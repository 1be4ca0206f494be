// crates/opsgate-llm/src/token_budget.rs
// ============================================================================
// Module: Token Budget (L5)
// Description: Tokenization estimate, per-day-per-provider usage tally, and
//              daily budget enforcement.
// Purpose: Reject LLM calls before they reach the network once a provider's
//          daily token budget is exhausted, and warn as usage approaches it.
// Dependencies: opsgate-core, opsgate-reliability, tokio, tracing
// ============================================================================

//! ## Overview
//! Usage is keyed by `(date_key, provider)` and reset implicitly: a call on
//! a new day starts a fresh [`TokenUsage`] record for that provider. The
//! in-memory map is persisted as a whole on every [`TokenBudget::track_usage`]
//! via the shared atomic snapshot helper, and restored at startup.

use std::collections::BTreeMap;
use std::path::PathBuf;

use opsgate_core::Timestamp;
use opsgate_core::TokenUsage;
use opsgate_reliability::load_snapshot;
use opsgate_reliability::write_snapshot;
use opsgate_reliability::PersistenceError;
use serde::Deserialize;
use serde::Serialize;
use time::UtcOffset;
use tokio::sync::Mutex;
use tracing::warn;

use crate::chat::ChatMessage;
use crate::provider::ModelPricing;

/// Fraction of the daily limit at which `check_budget` logs a warning.
pub const WARN_THRESHOLD_PERCENT: f64 = 80.0;
/// Fixed per-message overhead tokens, mirroring chat-format framing cost.
const PER_MESSAGE_OVERHEAD_TOKENS: u64 = 3;
/// Priming constant added once per request, for the reply-start framing.
const PRIMING_TOKENS: u64 = 3;

/// Outcome of a budget check.
#[derive(Debug, Clone, PartialEq, Eq)]
pub struct BudgetCheck {
    /// Whether the request may proceed.
    pub allowed: bool,
    /// Tokens remaining in today's budget for this provider.
    pub remaining_tokens: u64,
    /// Percent of the daily limit already used, before this request.
    pub percent_used: f64,
    /// Estimated cost of this request in micro-dollars.
    pub estimated_cost_micros: u64,
    /// Present when `allowed = false`.
    pub reason: Option<String>,
}

#[derive(Default, Serialize, Deserialize)]
struct BudgetSnapshot {
    by_date_provider: BTreeMap<String, TokenUsage>,
}

fn snapshot_key(date_key: &str, provider: &str) -> String {
    format!("{date_key}|{provider}")
}

/// Per-day, per-provider token accounting and budget enforcement.
pub struct TokenBudget {
    state: Mutex<BTreeMap<String, TokenUsage>>,
    daily_limit_tokens: u64,
    pricing: BTreeMap<String, ModelPricing>,
    store_path: PathBuf,
    local_offset: UtcOffset,
}

impl TokenBudget {
    /// Builds a budget tracker enforcing `daily_limit_tokens` per provider,
    /// pricing looked up from `pricing`, persisting to `store_path`.
    #[must_use]
    pub fn new(
        daily_limit_tokens: u64,
        pricing: BTreeMap<String, ModelPricing>,
        store_path: PathBuf,
        local_offset: UtcOffset,
    ) -> Self {
        Self {
            state: Mutex::new(BTreeMap::new()),
            daily_limit_tokens,
            pricing,
            store_path,
            local_offset,
        }
    }

    /// Restores prior usage from `store_path`, if present.
    ///
    /// # Errors
    ///
    /// Returns [`PersistenceError`] if the snapshot exists but cannot be
    /// read or parsed.
    pub async fn load(&self) -> Result<(), PersistenceError> {
        if let Some(snapshot) = load_snapshot::<BudgetSnapshot>(&self.store_path).await? {
            *self.state.lock().await = snapshot.by_date_provider;
        }
        Ok(())
    }

    /// Estimates the token count of a single piece of text. Falls back to
    /// `ceil(len / 4)` when no real tokenizer is wired in.
    #[must_use]
    pub fn count_tokens(text: &str) -> u64 {
        let len = text.chars().count() as u64;
        len.div_ceil(4)
    }

    /// Estimates the total token count of a message list, including
    /// per-message and priming overhead.
    #[must_use]
    pub fn count_message_tokens(messages: &[ChatMessage]) -> u64 {
        let body: u64 = messages
            .iter()
            .map(|message| Self::count_tokens(&message.content) + PER_MESSAGE_OVERHEAD_TOKENS)
            .sum();
        body + PRIMING_TOKENS
    }

    /// Checks whether `estimated_tokens` more usage would exceed today's
    /// budget for `provider`, without recording anything.
    pub async fn check_budget(
        &self,
        estimated_tokens: u64,
        provider: &str,
        now: Timestamp,
    ) -> BudgetCheck {
        let date_key = now.local_midnight(self.local_offset).date_key();
        let used = {
            let state = self.state.lock().await;
            state
                .get(&snapshot_key(&date_key, provider))
                .map_or(0, TokenUsage::total_tokens)
        };
        let percent_used = percent(used, self.daily_limit_tokens);
        let estimated_cost_micros = self.estimate_cost(estimated_tokens, provider);

        if used >= self.daily_limit_tokens {
            return BudgetCheck {
                allowed: false,
                remaining_tokens: 0,
                percent_used,
                estimated_cost_micros,
                reason: Some("daily token budget already exhausted".to_string()),
            };
        }
        if used + estimated_tokens > self.daily_limit_tokens {
            return BudgetCheck {
                allowed: false,
                remaining_tokens: self.daily_limit_tokens - used,
                percent_used,
                estimated_cost_micros,
                reason: Some("request would exceed daily token budget".to_string()),
            };
        }

        let would_be_percent = percent(used + estimated_tokens, self.daily_limit_tokens);
        if would_be_percent >= WARN_THRESHOLD_PERCENT {
            warn!(provider, would_be_percent, "token budget crossing warning threshold");
        }

        BudgetCheck {
            allowed: true,
            remaining_tokens: self.daily_limit_tokens - used - estimated_tokens,
            percent_used,
            estimated_cost_micros,
            reason: None,
        }
    }

    /// Records actual usage for `provider` and persists the updated
    /// snapshot.
    ///
    /// # Errors
    ///
    /// Returns [`PersistenceError`] if the updated snapshot cannot be
    /// written.
    pub async fn track_usage(
        &self,
        prompt_tokens: u64,
        completion_tokens: u64,
        provider: &str,
        now: Timestamp,
    ) -> Result<(), PersistenceError> {
        let date_key = now.local_midnight(self.local_offset).date_key();
        let cost_micros = self.estimate_cost(prompt_tokens + completion_tokens, provider);
        {
            let mut state = self.state.lock().await;
            state
                .entry(snapshot_key(&date_key, provider))
                .or_default()
                .track(prompt_tokens, completion_tokens, cost_micros);
        }
        self.persist().await
    }

    fn estimate_cost(&self, tokens: u64, provider: &str) -> u64 {
        self.pricing
            .get(provider)
            .map_or(0, |pricing| tokens * pricing.prompt_micros_per_1k / 1000)
    }

    async fn persist(&self) -> Result<(), PersistenceError> {
        let by_date_provider = self.state.lock().await.clone();
        write_snapshot(&self.store_path, &BudgetSnapshot { by_date_provider }).await
    }
}

fn percent(used: u64, limit: u64) -> f64 {
    if limit == 0 {
        return 100.0;
    }
    #[allow(clippy::cast_precision_loss, reason = "token counts fit comfortably in f64 mantissa")]
    {
        used as f64 / limit as f64 * 100.0
    }
}

#[cfg(test)]
mod tests {
    //! Test-only lint relaxations for panic-based assertions and debug output.
    #![allow(
        clippy::panic,
        clippy::print_stdout,
        clippy::print_stderr,
        clippy::unwrap_used,
        clippy::expect_used,
        clippy::use_debug,
        clippy::dbg_macro,
        clippy::panic_in_result_fn,
        clippy::unwrap_in_result,
        reason = "Test-only output and panic-based assertions are permitted."
    )]

    use tempfile::tempdir;

    use super::*;
    use crate::chat::Role;

    fn budget(limit: u64, dir: &std::path::Path) -> TokenBudget {
        TokenBudget::new(limit, BTreeMap::new(), dir.join("budget.json"), UtcOffset::UTC)
    }

    #[test]
    fn count_tokens_falls_back_to_ceil_len_over_four() {
        assert_eq!(TokenBudget::count_tokens("abcd"), 1);
        assert_eq!(TokenBudget::count_tokens("abcde"), 2);
        assert_eq!(TokenBudget::count_tokens(""), 0);
    }

    #[tokio::test]
    async fn rejects_once_budget_already_exhausted() {
        let dir = tempdir().expect("tempdir");
        let budget = budget(100, dir.path());
        budget.track_usage(100, 0, "openai", Timestamp::from_unix_millis(0)).await.expect("track");
        let check = budget.check_budget(1, "openai", Timestamp::from_unix_millis(0)).await;
        assert!(!check.allowed);
    }

    #[tokio::test]
    async fn rejects_request_that_would_exceed_budget() {
        let dir = tempdir().expect("tempdir");
        let budget = budget(100, dir.path());
        budget.track_usage(90, 0, "openai", Timestamp::from_unix_millis(0)).await.expect("track");
        let check = budget.check_budget(20, "openai", Timestamp::from_unix_millis(0)).await;
        assert!(!check.allowed);
        assert_eq!(check.remaining_tokens, 10);
    }

    #[tokio::test]
    async fn allows_request_within_budget() {
        let dir = tempdir().expect("tempdir");
        let budget = budget(100, dir.path());
        let check = budget.check_budget(10, "openai", Timestamp::from_unix_millis(0)).await;
        assert!(check.allowed);
        assert_eq!(check.remaining_tokens, 90);
    }

    #[test]
    fn message_tokens_include_overhead_and_priming() {
        let messages = vec![ChatMessage::new(Role::User, "abcd")];
        assert_eq!(TokenBudget::count_message_tokens(&messages), 1 + 3 + 3);
    }
}
// crates/opsgate-reasoning/src/pipeline.rs
// ============================================================================
// Module: Reasoning Pipeline (M4)
// Description: Sequences the Signal Preprocessor, Classifier, and Decision
//              Maker over one Signal, recording per-stage timings and
//              computing the overall confidence / requiresHumanReview /
//              status.
// Dependencies: opsgate-core, crate::{classifier, decision_maker,
//               preprocessor}
// ============================================================================

//! ## Overview
//! [`ReasoningPipeline::process`] is the single `process(signal) ->
//! ReasoningResult` contract. Concurrent calls for signals that normalize
//! to the same classification fingerprint are coalesced: the first caller
//! runs the classifier, later callers for the same fingerprint wait on its
//! result instead of issuing a duplicate LLM call.

use std::collections::HashMap;
use std::sync::Arc;
use std::time::Instant;

use opsgate_cache::fingerprint_of;
use opsgate_core::ClassificationStage;
use opsgate_core::Decision;
use opsgate_core::Fingerprint;
use opsgate_core::ReasoningMetadata;
use opsgate_core::ReasoningResult;
use opsgate_core::ReasoningStatus;
use opsgate_core::Signal;
use opsgate_core::StageTimings;
use opsgate_core::Timestamp;
use opsgate_core::ValidationResult;
use opsgate_core::ValidationWarning;
use tokio::sync::Mutex;
use tracing::warn;

use crate::classifier::Classifier;
use crate::classifier::ClassifyOutcome;
use crate::decision_maker::DecisionMaker;
use crate::preprocessor;

const REVIEW_CONFIDENCE_FLOOR: f64 = 0.7;

type CoalesceSlot = Arc<Mutex<Option<Result<ClassifyOutcome, String>>>>;

/// Sequences M1 -> M2 -> M3 over a `Signal`, producing a `ReasoningResult`.
pub struct ReasoningPipeline {
    classifier: Arc<Classifier>,
    decision_maker: Arc<DecisionMaker>,
    trusted_senders: Vec<String>,
    extract_entities: bool,
    classifier_model: String,
    classifier_temperature: f32,
    inflight: Mutex<HashMap<Fingerprint, CoalesceSlot>>,
}

impl ReasoningPipeline {
    /// Builds a pipeline over the given M2/M3 components.
    #[must_use]
    pub fn new(
        classifier: Arc<Classifier>,
        decision_maker: Arc<DecisionMaker>,
        trusted_senders: Vec<String>,
        extract_entities: bool,
        classifier_model: String,
        classifier_temperature: f32,
    ) -> Self {
        Self {
            classifier,
            decision_maker,
            trusted_senders,
            extract_entities,
            classifier_model,
            classifier_temperature,
            inflight: Mutex::new(HashMap::new()),
        }
    }

    /// Runs the full pipeline over `signal`.
    pub async fn process(&self, signal: Signal, now: Timestamp) -> ReasoningResult {
        let pipeline_started = Instant::now();
        let mut stage_timings = StageTimings::default();

        let preprocessing_started = Instant::now();
        let preprocessed = preprocessor::preprocess(&signal, now, self.extract_entities);
        stage_timings.preprocessing_ms = elapsed_ms(preprocessing_started);

        let Ok(preprocess_result) = preprocessed else {
            return self.failed_result(signal, None, stage_timings, pipeline_started);
        };

        let classification_started = Instant::now();
        let classify_result = self
            .classify_coalesced(&preprocess_result.signal.cleaned_body, preprocess_result.signal.cleaned_subject.as_deref(), now)
            .await;
        stage_timings.classification_ms = elapsed_ms(classification_started);

        let Ok(outcome) = classify_result else {
            return self.failed_result(signal, Some(preprocess_result.signal), stage_timings, pipeline_started);
        };

        let decision_started = Instant::now();
        let decision_result = self
            .decision_maker
            .decide(&signal.id, &preprocess_result.signal.cleaned_body, &outcome.classification, now)
            .await;
        stage_timings.decision_ms = elapsed_ms(decision_started);

        match decision_result {
            Ok(decision) => self.success_result(signal, preprocess_result.signal, outcome, decision, stage_timings, pipeline_started),
            Err(error) => {
                warn!(%error, "decision maker failed, substituting a safe fallback ignore decision");
                let fallback = fallback_ignore_decision(&signal.id, now);
                self.partial_result(signal, preprocess_result.signal, outcome, fallback, stage_timings, pipeline_started)
            }
        }
    }

    async fn classify_coalesced(
        &self,
        cleaned_body: &str,
        subject: Option<&str>,
        now: Timestamp,
    ) -> Result<ClassifyOutcome, String> {
        let fingerprint = fingerprint_of(
            &crate::classifier::normalized_for_fingerprint(cleaned_body, subject),
            &self.classifier_model,
            self.classifier_temperature,
            None,
        );

        let slot = {
            let mut inflight = self.inflight.lock().await;
            inflight.entry(fingerprint.clone()).or_insert_with(|| Arc::new(Mutex::new(None))).clone()
        };

        let mut guard = slot.lock().await;
        if let Some(cached) = guard.clone() {
            return cached;
        }

        let result = self
            .classifier
            .classify(cleaned_body, subject, now)
            .await
            .map_err(|error| error.to_string());
        *guard = Some(result.clone());
        drop(guard);

        self.inflight.lock().await.remove(&fingerprint);
        result
    }

    fn failed_result(
        &self,
        signal: Signal,
        preprocessing_stage: Option<opsgate_core::PreprocessedSignal>,
        stage_timings: StageTimings,
        pipeline_started: Instant,
    ) -> ReasoningResult {
        let metadata = ReasoningMetadata {
            processing_time_ms: elapsed_ms(pipeline_started),
            confidence: 0.0,
            cached: false,
            warning_count: 0,
            requires_human_review: true,
            status: ReasoningStatus::Failed,
            stage_timings,
        };
        build_result(signal, preprocessing_stage, None, None, metadata)
    }

    fn partial_result(
        &self,
        signal: Signal,
        preprocessing_stage: opsgate_core::PreprocessedSignal,
        outcome: ClassifyOutcome,
        fallback_decision: Decision,
        stage_timings: StageTimings,
        pipeline_started: Instant,
    ) -> ReasoningResult {
        let stage = ClassificationStage { classification: outcome.classification, cached: outcome.cached };
        let metadata = ReasoningMetadata {
            processing_time_ms: elapsed_ms(pipeline_started),
            confidence: fallback_decision.confidence,
            cached: outcome.cached,
            warning_count: u32::try_from(fallback_decision.validation.warnings.len()).unwrap_or(u32::MAX),
            requires_human_review: true,
            status: ReasoningStatus::Partial,
            stage_timings,
        };
        build_result(signal, Some(preprocessing_stage), Some(stage), Some(fallback_decision), metadata)
    }

    fn success_result(
        &self,
        signal: Signal,
        preprocessing_stage: opsgate_core::PreprocessedSignal,
        outcome: ClassifyOutcome,
        decision: Decision,
        stage_timings: StageTimings,
        pipeline_started: Instant,
    ) -> ReasoningResult {
        let spam_from_untrusted_sender = outcome.classification.category.is_spam() && signal.is_untrusted_sender(&self.trusted_senders);
        let requires_human_review =
            decision.requires_approval || decision.confidence < REVIEW_CONFIDENCE_FLOOR || spam_from_untrusted_sender;

        let stage = ClassificationStage { classification: outcome.classification, cached: outcome.cached };
        let metadata = ReasoningMetadata {
            processing_time_ms: elapsed_ms(pipeline_started),
            confidence: decision.confidence,
            cached: outcome.cached,
            warning_count: u32::try_from(decision.validation.warnings.len()).unwrap_or(u32::MAX),
            requires_human_review,
            status: ReasoningStatus::Success,
            stage_timings,
        };
        build_result(signal, Some(preprocessing_stage), Some(stage), Some(decision), metadata)
    }
}
// crates/opsgate-publisher/src/publisher.rs
// ============================================================================
// Module: Output Publisher (M6)
// Description: Validates a ReasoningResult, routes it to review or emits a
//              formatted action, and keeps the capped audit log.
// Dependencies: opsgate-core, opsgate-reliability, opsgate-review
// ============================================================================

//! ## Overview
//! [`Publisher`] is the gate between reasoning and execution. It validates
//! a `ReasoningResult`, and then either rejects it, hands it to the Review
//! Manager, or announces it as ready to run. Every outcome is recorded in a
//! capped, oldest-evicted audit log.

use std::collections::VecDeque;
use std::sync::Arc;
use std::time::Duration;

use opsgate_core::ActionId;
use opsgate_core::ActionParams;
use opsgate_core::CorrelationId;
use opsgate_core::Decision;
use opsgate_core::EventPriority;
use opsgate_core::HubEvent;
use opsgate_core::PublicationId;
use opsgate_core::ReasoningResult;
use opsgate_core::ReviewReason;
use opsgate_core::SignalId;
use opsgate_core::SignalSource;
use opsgate_core::Timestamp;
use opsgate_core::Urgency;
use opsgate_core::ValidationWarning;
use opsgate_reliability::EventHub;
use opsgate_review::ReviewError;
use opsgate_review::ReviewManager;
use serde::Deserialize;
use serde::Serialize;
use serde_json::json;
use thiserror::Error;
use tokio::sync::Mutex;
use tracing::info;
use tracing::warn;

/// Default retry interval for publications stalled on a transient fault.
pub const DEFAULT_RETRY_INTERVAL: Duration = Duration::from_secs(5);
/// Default number of retry attempts before a stalled publication fails.
pub const DEFAULT_MAX_RETRY_ATTEMPTS: u32 = 3;
/// Default cap on the retained audit log, oldest evicted first.
pub const DEFAULT_MAX_AUDIT_LOG_SIZE: usize = 10_000;
/// `retryPolicy.maxAttempts` attached to every formatted action.
const ACTION_RETRY_MAX_ATTEMPTS: u32 = 3;
/// `retryPolicy.backoffMs` attached to every formatted action.
const ACTION_RETRY_BACKOFF_MS: u64 = 1000;

/// Errors raised while publishing a reasoning result.
#[derive(Debug, Error)]
pub enum PublisherError {
    /// The review queue could not be reached or persisted.
    #[error(transparent)]
    Review(#[from] ReviewError),
}

/// Outcome of validating a `ReasoningResult` before publication.
#[derive(Debug, Clone, Default, PartialEq, Serialize, Deserialize)]
pub struct ValidationOutcome {
    /// Whether the result passed validation.
    pub valid: bool,
    /// Hard validation errors.
    pub errors: Vec<String>,
    /// Fields absent from the result that publication requires.
    pub missing_fields: Vec<String>,
}

/// Retry policy attached to every `FormattedAction`.
#[derive(Debug, Clone, Copy, PartialEq, Serialize, Deserialize)]
pub struct RetryPolicy {
    /// Maximum dispatch attempts the Queue Manager should make.
    pub max_attempts: u32,
    /// Base backoff between attempts, in milliseconds.
    pub backoff_ms: u64,
}

impl Default for RetryPolicy {
    fn default() -> Self {
        Self {
            max_attempts: ACTION_RETRY_MAX_ATTEMPTS,
            backoff_ms: ACTION_RETRY_BACKOFF_MS,
        }
    }
}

□ □ □ □ □ □ □

● Problem description
Scan the lines above for "text", then copy every one that has it.

● Exercise response
    /// Estimates the token count of a single piece of text. Falls back to
    pub fn count_tokens(text: &str) -> u64 {
        let len = text.chars().count() as u64;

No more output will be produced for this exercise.